• What this task involves: Give the number of lines in the listing that contain "keys", with no other words.

== Segment start ==

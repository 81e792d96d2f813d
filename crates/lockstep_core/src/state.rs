//! # Loop State
//!
//! Everything the phases, responders and simulation share with the
//! scheduler. One instance, owned by the [`crate::Scheduler`] and lent out
//! per callback.

use crate::action::GameAction;
use crate::demo::DemoPlayback;

/// What kind of screen the simulation is currently driving.
#[derive(Debug, Clone, Copy, PartialEq, Eq, Hash, Default)]
pub enum GameState {
    /// No phase is running.
    #[default]
    None,
    /// A map is being played.
    Level,
    /// Between maps.
    Intermission,
    /// End-of-episode text.
    Finale,
    /// A page any key can skip.
    Skippable,
}

/// Session-wide switches read by the responders and the interface layer.
#[derive(Debug, Clone, Copy, PartialEq, Eq, Default)]
#[allow(clippy::struct_excessive_bools)]
pub struct SessionFlags {
    /// A menu is open.
    pub menu_active: bool,
    /// The main (title) menu is open.
    pub main_menu_active: bool,
    /// The menu may be opened.
    pub allow_menu: bool,
    /// The player started this game (save/end game allowed).
    pub usergame: bool,
    /// The simulation is paused.
    pub paused: bool,
    /// A demo is playing.
    pub demoplayback: bool,
    /// Developer mode.
    pub devparm: bool,
    /// More than one node is connected.
    pub netgame: bool,
}

/// Shared mutable state of the running loop.
#[derive(Debug, Default)]
pub struct LoopState {
    /// Simulation tics run since startup, counting every duplicate.
    pub gametic: i32,
    /// Pending transition requested by simulation or menu code.
    ///
    /// Reset to [`GameAction::Nothing`] when a mini-loop run begins.
    pub action: GameAction,
    /// Screen the simulation is driving.
    pub game_state: GameState,
    /// Session switches.
    pub flags: SessionFlags,
    /// `gametic` when the current page was shown.
    pub page_tic: i32,
    /// Map being played.
    pub map: u32,
    /// Map to load after the intermission.
    pub next_map: u32,
    /// Demo feeding the simulation instead of the tic history.
    pub demo: Option<DemoPlayback>,
}

impl LoopState {
    /// Creates state for a fresh session.
    #[must_use]
    pub fn new(flags: SessionFlags) -> Self {
        Self {
            flags,
            map: 1,
            next_map: 2,
            ..Self::default()
        }
    }

    /// Tics since the current page was shown.
    #[inline]
    #[must_use]
    pub const fn page_elapsed(&self) -> i32 {
        self.gametic - self.page_tic
    }

    /// Marks the start of a new page.
    #[inline]
    pub fn start_page(&mut self) {
        self.page_tic = self.gametic;
    }
}
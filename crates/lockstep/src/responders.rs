//! # Default Responders
//!
//! - [`MainMenu`]: the title menu link of the responder chain
//! - [`KeyboardInput`]: gameplay keys and the local tic command builder
//!
//! Key codes follow the classic layout: ASCII for printable keys, `0x80+`
//! for the rest.

use lockstep_core::ticcmd::{BTS_PAUSE, BT_ATTACK, BT_SPECIAL, BT_USE};
use lockstep_core::{
    Event, EventKind, GameAction, GameInput, GameState, LoopState, Responder, TicCmd,
};

/// Enter.
pub const KEY_ENTER: i32 = 13;
/// Escape.
pub const KEY_ESCAPE: i32 = 27;
/// Space bar.
pub const KEY_SPACE: i32 = 32;
/// Comma (strafe left).
pub const KEY_COMMA: i32 = b',' as i32;
/// Period (strafe right).
pub const KEY_PERIOD: i32 = b'.' as i32;
/// Right control.
pub const KEY_RCTRL: i32 = 0x80 + 0x1d;
/// Right shift.
pub const KEY_RSHIFT: i32 = 0x80 + 0x36;
/// Left arrow.
pub const KEY_LEFTARROW: i32 = 0xac;
/// Up arrow.
pub const KEY_UPARROW: i32 = 0xad;
/// Right arrow.
pub const KEY_RIGHTARROW: i32 = 0xae;
/// Down arrow.
pub const KEY_DOWNARROW: i32 = 0xaf;
/// Pause.
pub const KEY_PAUSE: i32 = 0xff;

/// Walk and run speeds.
const FORWARD_MOVE: [i8; 2] = [0x19, 0x32];
const SIDE_MOVE: [i8; 2] = [0x18, 0x28];
const ANGLE_TURN: [i16; 2] = [640, 1280];

// ============================================================================
// MAIN MENU
// ============================================================================

/// Title menu: Enter starts a new game, Escape closes or reopens the menu.
///
/// Claims every key press while the main menu is open.
#[derive(Debug, Clone, Copy, Default)]
pub struct MainMenu;

impl Responder for MainMenu {
    fn respond(&mut self, event: &Event, state: &mut LoopState) -> bool {
        if event.kind != EventKind::ButtonDown {
            return state.flags.main_menu_active;
        }

        let flags = &mut state.flags;
        if !flags.main_menu_active {
            if event.data == KEY_ESCAPE && flags.allow_menu && !flags.menu_active {
                flags.main_menu_active = true;
                flags.menu_active = true;
                return true;
            }
            return false;
        }

        match event.data {
            KEY_ENTER => {
                tracing::info!("new game selected");
                state.action = GameAction::NewGame;
            }
            KEY_ESCAPE => {
                flags.main_menu_active = false;
                flags.menu_active = false;
            }
            _ => {}
        }
        true
    }
}

// ============================================================================
// KEYBOARD INPUT
// ============================================================================

/// Tracks held keys and turns them into tic commands.
///
/// On skippable pages and during demos any key press returns to the title.
#[derive(Debug, Clone, Default)]
pub struct KeyboardInput {
    held: Vec<i32>,
    pause_pending: bool,
}

impl KeyboardInput {
    /// Creates an input with no keys held.
    #[must_use]
    pub fn new() -> Self {
        Self::default()
    }

    /// Returns true if `key` is held.
    #[must_use]
    pub fn is_held(&self, key: i32) -> bool {
        self.held.contains(&key)
    }

    fn axis(&self, positive: i32, negative: i32) -> i32 {
        i32::from(self.is_held(positive)) - i32::from(self.is_held(negative))
    }
}

impl GameInput for KeyboardInput {
    fn respond(&mut self, event: &Event, state: &mut LoopState) -> bool {
        let skippable = state.game_state == GameState::Skippable || state.flags.demoplayback;
        if skippable && event.kind == EventKind::ButtonDown {
            if state.action.is_nothing() {
                state.action = GameAction::Title;
            }
            return true;
        }

        match event.kind {
            EventKind::ButtonDown => {
                if event.data == KEY_PAUSE {
                    self.pause_pending = true;
                } else if !self.is_held(event.data) {
                    self.held.push(event.data);
                }
                true
            }
            EventKind::ButtonUp => {
                self.held.retain(|&key| key != event.data);
                true
            }
            EventKind::ButtonHeld => false,
        }
    }

    fn build_ticcmd(&mut self, _state: &LoopState) -> TicCmd {
        let mut cmd = TicCmd::default();

        if std::mem::take(&mut self.pause_pending) {
            cmd.buttons = BT_SPECIAL | BTS_PAUSE;
            return cmd;
        }

        let speed = usize::from(self.is_held(KEY_RSHIFT));
        cmd.forward = FORWARD_MOVE[speed] * self.axis(KEY_UPARROW, KEY_DOWNARROW) as i8;
        cmd.side = SIDE_MOVE[speed] * self.axis(KEY_PERIOD, KEY_COMMA) as i8;
        cmd.angle_turn = ANGLE_TURN[speed] * self.axis(KEY_LEFTARROW, KEY_RIGHTARROW) as i16;

        if self.is_held(KEY_RCTRL) {
            cmd.buttons |= BT_ATTACK;
        }
        if self.is_held(KEY_SPACE) {
            cmd.buttons |= BT_USE;
        }
        cmd
    }
}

== Segment end ==

• Exercise output: 4